Ivor Robinson (Bournermouth, 1924-2014) fue uno de los encuadernadores británicos más respetados del siglo XX. Miremos sus decorados: líneas doradas surcan la piel negra, nerviosas filaturas amarillentas hieren el ojo, dejando en nuestra retina una sensación parecida al rastro que queda agazapado en el oído tras el hiriente agudo de una trompeta, garabatos prehistóricos de Altamira, Lascaux o Chauvet.
Viéndolos Octavio Paz habría dicho que Robinson diseña como un niño de 5.000 años. Didi-Huberman, que las líneas de sus encuadernaciones son el origen de todas las imágenes del universo, un pentagrama secreto pergeñado por Haendel, el músico favorito de este encuadernador A G.W. Sebald le habrían parecido los anillos de Saturno, fragmentos de una luna anterior desintegrada por la acción de la mareas de la tierra. John Berger habría hablado de la identificación de la mano con el objeto, pues el amarillo del oro vibra cuando ha sido aplicado sobre la piel negra como un buen violón rozado por el arco.

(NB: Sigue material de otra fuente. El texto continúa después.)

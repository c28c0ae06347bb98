// ==========================================
// Correlativities Engine - Derived Results
// ==========================================
// Computed per request from current store state; never persisted,
// never cached across requests.
// ==========================================

use crate::domain::enrollment::Enrollment;
use crate::domain::subject::{CapacityInfo, Subject};
use crate::domain::types::{
    EnrollmentStatus, PrerequisiteId, SubjectEligibilityStatus, SubjectId,
};
use serde::{Deserialize, Serialize};

// ==========================================
// SubjectEligibility
// ==========================================
/// Eligibility of one subject for one student within a career.
#[derive(Debug, Clone, PartialEq, Eq, Serialize, Deserialize)]
pub struct SubjectEligibility {
    pub subject_id: SubjectId,
    pub subject_name: String,
    pub year: i32,
    pub semester: i32,
    pub status: SubjectEligibilityStatus,
    /// Unmet prerequisites; empty unless status is LOCKED
    pub missing_prerequisites: Vec<Subject>,
    pub capacity: CapacityInfo,
}

impl SubjectEligibility {
    /// Selectable in the academic offer: AVAILABLE and not full
    pub fn is_selectable(&self) -> bool {
        self.status == SubjectEligibilityStatus::Available && self.capacity.has_capacity
    }
}

// ==========================================
// Correlativities Graph
// ==========================================
#[derive(Debug, Clone, PartialEq, Eq, Serialize, Deserialize)]
pub struct SubjectNode {
    pub id: SubjectId,
    pub name: String,
    pub year: i32,
    pub semester: i32,
    pub state: SubjectEligibilityStatus,
    pub capacity: i32,
    pub current_enrollment: i32,
    /// Prerequisite ids of this subject, for tooltips
    pub prerequisites: Vec<SubjectId>,
}

/// Arrow from the requirement (`source`) to the subject it unlocks (`target`).
#[derive(Debug, Clone, PartialEq, Eq, Serialize, Deserialize)]
pub struct SubjectEdge {
    pub id: PrerequisiteId,
    pub source: SubjectId,
    pub target: SubjectId,
    /// Source subject completed by the student
    pub is_enabled: bool,
}

#[derive(Debug, Clone, Default, PartialEq, Eq, Serialize, Deserialize)]
pub struct CorrelativitiesGraph {
    pub nodes: Vec<SubjectNode>,
    pub edges: Vec<SubjectEdge>,
    /// Prerequisite cycles found among the nodes (diagnostic only)
    #[serde(default, skip_serializing_if = "Vec::is_empty")]
    pub cycles: Vec<Vec<SubjectId>>,
}

impl CorrelativitiesGraph {
    pub fn node(&self, id: &SubjectId) -> Option<&SubjectNode> {
        self.nodes.iter().find(|n| &n.id == id)
    }

    pub fn edge(&self, source: &SubjectId, target: &SubjectId) -> Option<&SubjectEdge> {
        self.edges
            .iter()
            .find(|e| &e.source == source && &e.target == target)
    }
}

// ==========================================
// Enrollment checks
// ==========================================
/// Why an enrollment request was refused
#[derive(Debug, Clone, PartialEq, Eq, Serialize, Deserialize)]
#[serde(tag = "kind", rename_all = "snake_case")]
pub enum EnrollmentRejection {
    /// A record already exists for (student, subject), whatever its status
    AlreadyRecorded { status: EnrollmentStatus },
    MissingPrerequisites { missing: Vec<SubjectId> },
    NoCapacity { capacity: i32, current_enrollment: i32 },
    SubjectNotFound,
}

impl EnrollmentRejection {
    /// i18n key describing the reason
    pub fn reason_key(&self) -> &'static str {
        match self {
            EnrollmentRejection::AlreadyRecorded { .. } => "rejection.already_recorded",
            EnrollmentRejection::MissingPrerequisites { .. } => "rejection.missing_prerequisites",
            EnrollmentRejection::NoCapacity { .. } => "rejection.no_capacity",
            EnrollmentRejection::SubjectNotFound => "rejection.subject_not_found",
        }
    }
}

#[derive(Debug, Clone, PartialEq, Eq, Serialize, Deserialize)]
#[serde(tag = "decision", content = "reason", rename_all = "snake_case")]
pub enum EnrollmentDecision {
    Allowed,
    Rejected(EnrollmentRejection),
}

impl EnrollmentDecision {
    pub fn is_allowed(&self) -> bool {
        matches!(self, EnrollmentDecision::Allowed)
    }

    pub fn rejection(&self) -> Option<&EnrollmentRejection> {
        match self {
            EnrollmentDecision::Allowed => None,
            EnrollmentDecision::Rejected(reason) => Some(reason),
        }
    }
}

// ==========================================
// Bulk enrollment
// ==========================================
#[derive(Debug, Clone, Copy, PartialEq, Eq, Serialize, Deserialize)]
#[serde(rename_all = "snake_case")]
pub enum BulkPhase {
    /// Eligibility check of every selected subject
    Validation,
    /// Record creation for the subjects that passed validation
    Creation,
}

#[derive(Debug, Clone, PartialEq, Eq, Serialize, Deserialize)]
#[serde(tag = "outcome", content = "detail", rename_all = "snake_case")]
pub enum BulkItemOutcome {
    Enrolled(Enrollment),
    Rejected(EnrollmentRejection),
    Failed(String),
}

#[derive(Debug, Clone, PartialEq, Eq, Serialize, Deserialize)]
pub struct BulkItemResult {
    pub subject_id: SubjectId,
    pub subject_name: Option<String>,
    pub phase: BulkPhase,
    pub outcome: BulkItemOutcome,
}

impl BulkItemResult {
    pub fn is_enrolled(&self) -> bool {
        matches!(self.outcome, BulkItemOutcome::Enrolled(_))
    }

    /// Display name, falling back to the id
    pub fn display_name(&self) -> &str {
        self.subject_name
            .as_deref()
            .unwrap_or_else(|| self.subject_id.as_str())
    }
}

/// Aggregate of one bulk enrollment.
///
/// `success_count` and `failure_count` cover the creation phase only;
/// subjects refused during validation are reported by `rejected()`.
#[derive(Debug, Clone, Default, PartialEq, Eq, Serialize, Deserialize)]
pub struct BulkEnrollmentResult {
    pub success_count: usize,
    pub failure_count: usize,
    pub items: Vec<BulkItemResult>,
}

impl BulkEnrollmentResult {
    pub fn from_items(items: Vec<BulkItemResult>) -> Self {
        let created: Vec<&BulkItemResult> = items
            .iter()
            .filter(|item| item.phase == BulkPhase::Creation)
            .collect();
        let success_count = created.iter().filter(|item| item.is_enrolled()).count();
        let failure_count = created.len() - success_count;
        Self {
            success_count,
            failure_count,
            items,
        }
    }

    /// Subjects refused during validation
    pub fn rejected(&self) -> impl Iterator<Item = &BulkItemResult> {
        self.items
            .iter()
            .filter(|item| item.phase == BulkPhase::Validation)
    }

    pub fn enrolled(&self) -> impl Iterator<Item = &Enrollment> {
        self.items.iter().filter_map(|item| match &item.outcome {
            BulkItemOutcome::Enrolled(enrollment) => Some(enrollment),
            _ => None,
        })
    }
}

Estos decorados robinsonianos no aluden al texto, a decir verdad no alude a nada diferente a sí mismo; no son una respuesta emotiva a una lectura o a las ilustraciones del libro; no interpretan contenidos literarios, aquí no hay sinestesias baudelerianas. El Coup de dés de Mallarmé sólo puede vestirse con una jansenista, que es también la única "no decoración" posible para el ángel invisible de Celan, para su sordo batir de alas.
¿Qué son entonces estos decorados? Sólo, quizá, la reflexión de un sabio artesano sobre el acto mismo de encuadernar, una meditación acerca del objeto que ha creado con sus manos.